I also suggested that the “Baptist identify” fault line is just one fault line in Southern Baptist life. In fact, there is a series of other interconnected, partially overlapping, and partially converging fault lines in the SBC – smaller churches vs. megachurches, anti-GCR vs. pro-GCR, majority Baptist theology vs. Reformed theology, advocates of associations and state convention vs. detractors of associations and state convention, Cooperative Program as a high value vs. Cooperative Program as a tertiary value, etc. An eruption in one of the fault lines sets off shockwaves in each of these other interconnected fault lines. In the second section of this post, I attempted to unpack another of these fault lines in SBC life, and one that is sometimes overlooked – between the smaller churches and the megachurches.
So, as a result of all these interconnected fault lines, I suggested that we have more fragmentation than integration, and the “center” of Southern Baptist life is getting smaller and smaller. Each of the interest groups talks with people in their own group (and we all agree that the other side is wrong). We may talk to or at other groups, but we do not talk with other groups. I remarked that something must change if we are to have a future. In fact, it appears to me that there are just two possible futures or “solutions” for the divisions and fault lines within the SBC. To that part of my long-promised task I now turn.
The “Two Ways” — Toward a Solution and a Future
Let me say first that continuing in our current path indefinitely is not an option. If our fault lines were just dormant old volcanoes that had not erupted in thousands of years, we would be fine. But these are fault lines with almost weekly activity. They are always erupting, always stirring things up. The rhetoric between the various sides is truly believed by its speakers, on the one hand, and truly hurtful to its recipients, on the other. Our current path can only lead to decline and division.
Although most of the churches in which I have served as pastor, interim pastor, or church member were unified and positive, I have served as interim or supply preacher in one or two churches who had a history of arguing within the fellowship. It became immediately obvious to me that people would not join that church because they did not want to be involved in an argument. Denominations aren’t that different. Church and denominational fights are fascinating to watch (like that car accident you can’t take your eyes off of), but no fun to be a participant in. So, if the current path we are on has no future, what are our options? The Old Testament wisdom literature often speaks of the “two ways” of life that are open to a person. Basically, as best I can see, there are only two possible divergent futures for the SBC.
Way One: The Way of Unity through Division
(the “in Adam” option)
One direction is that we continue bickering over issues until we either have a series of splinters or one big split.
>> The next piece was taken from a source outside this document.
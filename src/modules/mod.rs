pub mod auth;
pub mod courses;
pub mod enrollments;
The truth is, we cannot continue in the path we are going without this as a logical result. Some might have the illusion of “winning” the other side over, but I regard that option as simply impossible. I myself have strong opinions on many of these issues, as most of us do regarding these fault lines. I believe that the Bible teaches what I believe, just as people do who see these issues differently. I cannot imagine me being won over to the other side, and I cannot imagine me winning over many people from the opposite side. In fact, the truth is that if one side “wins” (even “my” side), we all lose. A pastor who “wins” a narrow vote but embitters many key members of the congregation has not won. Sometimes we must take a courageous and unpopular stand on a matter of conscience or principle, but normally only a “win/win” victory is a true victory in a Christian fellowship. One side “winning” in the SBC will almost inevitably produce splinters or a split.
In many ways, splintering or splitting the SBC would be a tragedy, but in some sense it might be a good thing. If two people can’t walk together unless they agree (Amos 3:3), it seems to me that people on either side of these divides cannot easily walk together and serve together, either. The chasms in Baptist life are deep, with persons holding deeply held beliefs on either side. If we cannot agree, or agree to disagree, it would be better to break into two or more groups than to continue battling over these points.
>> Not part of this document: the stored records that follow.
use std::fmt;

use chrono::{DateTime, NaiveDate, Utc};
use serde::{Deserialize, Serialize};
use sqlx::FromRow;
use utoipa::ToSchema;
use uuid::Uuid;
use validator::Validate;

/// Course metadata as stored and listed publicly.
///
/// The access model is carried by three columns: `is_lifetime` marks a
/// course that never expires once bought, `is_subscription` marks a
/// time-bounded one, and `valid_until` is the optional course-wide sales
/// window that caps every subscription to it.
#[derive(Debug, Clone, Serialize, Deserialize, FromRow, ToSchema)]
pub struct Course {
    pub id: Uuid,
    pub title: String,
    pub description: String,
    pub cover_image_url: Option<String>,
    pub price: f64,
    pub is_subscription: bool,
    pub valid_until: Option<NaiveDate>,
    pub is_lifetime: bool,
    pub created_at: DateTime<Utc>,
}

/// Typed course-creation fields, assembled from the multipart form.
///
/// Text parts are parsed into real types before validation; booleans only
/// accept `true`/`false`/`1`/`0` and dates must be ISO-8601.
#[derive(Debug, Deserialize, Validate, ToSchema)]
pub struct CreateCourseDto {
    #[validate(length(min = 1, max = 255, message = "title must not be empty"))]
    pub title: String,
    #[validate(length(min = 1, message = "description must not be empty"))]
    pub description: String,
    #[validate(range(min = 0.0, message = "price must not be negative"))]
    pub price: f64,
    pub is_subscription: bool,
    pub valid_until: Option<NaiveDate>,
    #[serde(default)]
    pub is_lifetime: bool,
}

/// An in-memory cover image lifted out of the multipart body.
pub struct CoverUpload {
    pub bytes: Vec<u8>,
    pub content_type: String,
}

impl fmt::Debug for CoverUpload {
    fn fmt(&self, f: &mut fmt::Formatter<'_>) -> fmt::Result {
        f.debug_struct("CoverUpload")
            .field("bytes", &format_args!("{} bytes", self.bytes.len()))
            .field("content_type", &self.content_type)
            .finish()
    }
}
use sqlx::PgPool;
use tracing::instrument;

use crate::utils::errors::AppError;

use super::model::{Course, CreateCourseDto};

pub struct CourseService;

impl CourseService {
    #[instrument(skip(db))]
    pub async fn create_course(
        db: &PgPool,
        dto: CreateCourseDto,
        cover_image_url: Option<String>,
    ) -> Result<Course, AppError> {
        // A lifetime course has no calendar window.
        let valid_until = if dto.is_lifetime {
            None
        } else {
            dto.valid_until
        };

        let course = sqlx::query_as::<_, Course>(
            "INSERT INTO courses
                 (title, description, cover_image_url, price, is_subscription, valid_until, is_lifetime)
             VALUES ($1, $2, $3, $4, $5, $6, $7)
             RETURNING id, title, description, cover_image_url, price, is_subscription,
                       valid_until, is_lifetime, created_at",
        )
        .bind(&dto.title)
        .bind(&dto.description)
        .bind(&cover_image_url)
        .bind(dto.price)
        .bind(dto.is_subscription)
        .bind(valid_until)
        .bind(dto.is_lifetime)
        .fetch_one(db)
        .await?;

        Ok(course)
    }

    #[instrument(skip(db))]
    pub async fn list_courses(db: &PgPool) -> Result<Vec<Course>, AppError> {
        let courses = sqlx::query_as::<_, Course>(
            "SELECT id, title, description, cover_image_url, price, is_subscription,
                    valid_until, is_lifetime, created_at
             FROM courses
             ORDER BY created_at DESC",
        )
        .fetch_all(db)
        .await?;

        Ok(courses)
    }
}
use coursedeck::middleware::admin::check_admin;
use coursedeck::middleware::auth::AuthUser;
use coursedeck::modules::auth::model::Claims;
use uuid::Uuid;

fn create_test_auth_user(is_admin: bool) -> AuthUser {
    AuthUser(Claims {
        sub: Uuid::new_v4().to_string(),
        email: "test@example.com".to_string(),
        name: "Test User".to_string(),
        is_admin,
        exp: 9999999999,
        iat: 1234567890,
    })
}

#[test]
fn test_check_admin_allows_admin() {
    let auth_user = create_test_auth_user(true);
    assert!(check_admin(&auth_user).is_ok());
}

#[test]
fn test_check_admin_rejects_non_admin() {
    let auth_user = create_test_auth_user(false);
    assert!(check_admin(&auth_user).is_err());
}

#[test]
fn test_auth_user_exposes_claims() {
    let user_id = Uuid::new_v4();
    let auth_user = AuthUser(Claims {
        sub: user_id.to_string(),
        email: "claims@example.com".to_string(),
        name: "Claims Holder".to_string(),
        is_admin: false,
        exp: 9999999999,
        iat: 1234567890,
    });

    assert_eq!(auth_user.user_id().unwrap(), user_id);
    assert_eq!(auth_user.email(), "claims@example.com");
    assert!(!auth_user.is_admin());
}

#[test]
fn test_auth_user_invalid_sub_is_error() {
    let auth_user = AuthUser(Claims {
        sub: "garbage".to_string(),
        email: "test@example.com".to_string(),
        name: "Test User".to_string(),
        is_admin: false,
        exp: 9999999999,
        iat: 1234567890,
    });

    assert!(auth_user.user_id().is_err());
}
The SBC/Cooperative Baptist Fellowship situation is a case in point. In the mid-1980s, a significant battle was going on in the SBC between “conservatives” and “moderates.” Many harsh things were said back and forth. Finally, the CBF churches began to have their own meetings, print their own literature, collect their own offerings, support their own educational institutions, and send their own missionaries. While many CBF churches may still be technically present in the SBC, they now function essentially as a separate group. How has that worked out? The CBF is happier working with like-minded persons, and the SBC is happier working with like-minded persons. So, what was once a major point of contention in the SBC in the 1980s has now yielded two groups who are happier being separate than together.
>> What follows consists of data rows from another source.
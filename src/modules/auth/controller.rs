use axum::Json;
use axum::extract::State;
use axum::http::StatusCode;
use tracing::instrument;
use utoipa::ToSchema;

use crate::state::AppState;
use crate::utils::email::EmailService;
use crate::utils::errors::AppError;
use crate::validator::ValidatedJson;

use super::model::{LoginRequest, LoginResponse, RegisterRequestDto, User};
use super::service::AuthService;

#[derive(ToSchema)]
pub struct ErrorResponse {
    pub error: String,
}

/// Register a new user
#[utoipa::path(
    post,
    path = "/api/auth/register",
    request_body = RegisterRequestDto,
    responses(
        (status = 201, description = "User registered successfully", body = User),
        (status = 400, description = "Bad request - validation error", body = ErrorResponse),
        (status = 409, description = "Email already registered", body = ErrorResponse),
        (status = 500, description = "Internal server error", body = ErrorResponse)
    ),
    tag = "Authentication"
)]
#[instrument(skip(state))]
pub async fn register_user(
    State(state): State<AppState>,
    ValidatedJson(dto): ValidatedJson<RegisterRequestDto>,
) -> Result<(StatusCode, Json<User>), AppError> {
    let email_service = EmailService::new(state.email_config.clone());
    let user = AuthService::register_user(&state.db, dto, email_service).await?;
    Ok((StatusCode::CREATED, Json(user)))
}

/// Login and receive an identity token
#[utoipa::path(
    post,
    path = "/api/auth/login",
    request_body = LoginRequest,
    responses(
        (status = 200, description = "Login successful", body = LoginResponse),
        (status = 401, description = "Invalid credentials", body = ErrorResponse),
        (status = 400, description = "Bad request - validation error", body = ErrorResponse),
        (status = 500, description = "Internal server error", body = ErrorResponse)
    ),
    tag = "Authentication"
)]
#[instrument(skip(state))]
pub async fn login_user(
    State(state): State<AppState>,
    ValidatedJson(dto): ValidatedJson<LoginRequest>,
) -> Result<Json<LoginResponse>, AppError> {
    let response = AuthService::login_user(&state.db, dto, &state.jwt_config).await?;
    Ok(Json(response))
}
Applied to our current setting, it might mean that either several splinters need to happen in order for people to “get happy,” or perhaps a single significant split. Any of the fault lines that I have mentioned are candidates for splinters or a split. I’m not smart enough to know which splinters or splits would happen in actuality, but the high/low Baptist identity fault line, the traditional/contemporary fault line, and the majority Baptist/Reformed theology fault line appear to me to be the most likely candidates.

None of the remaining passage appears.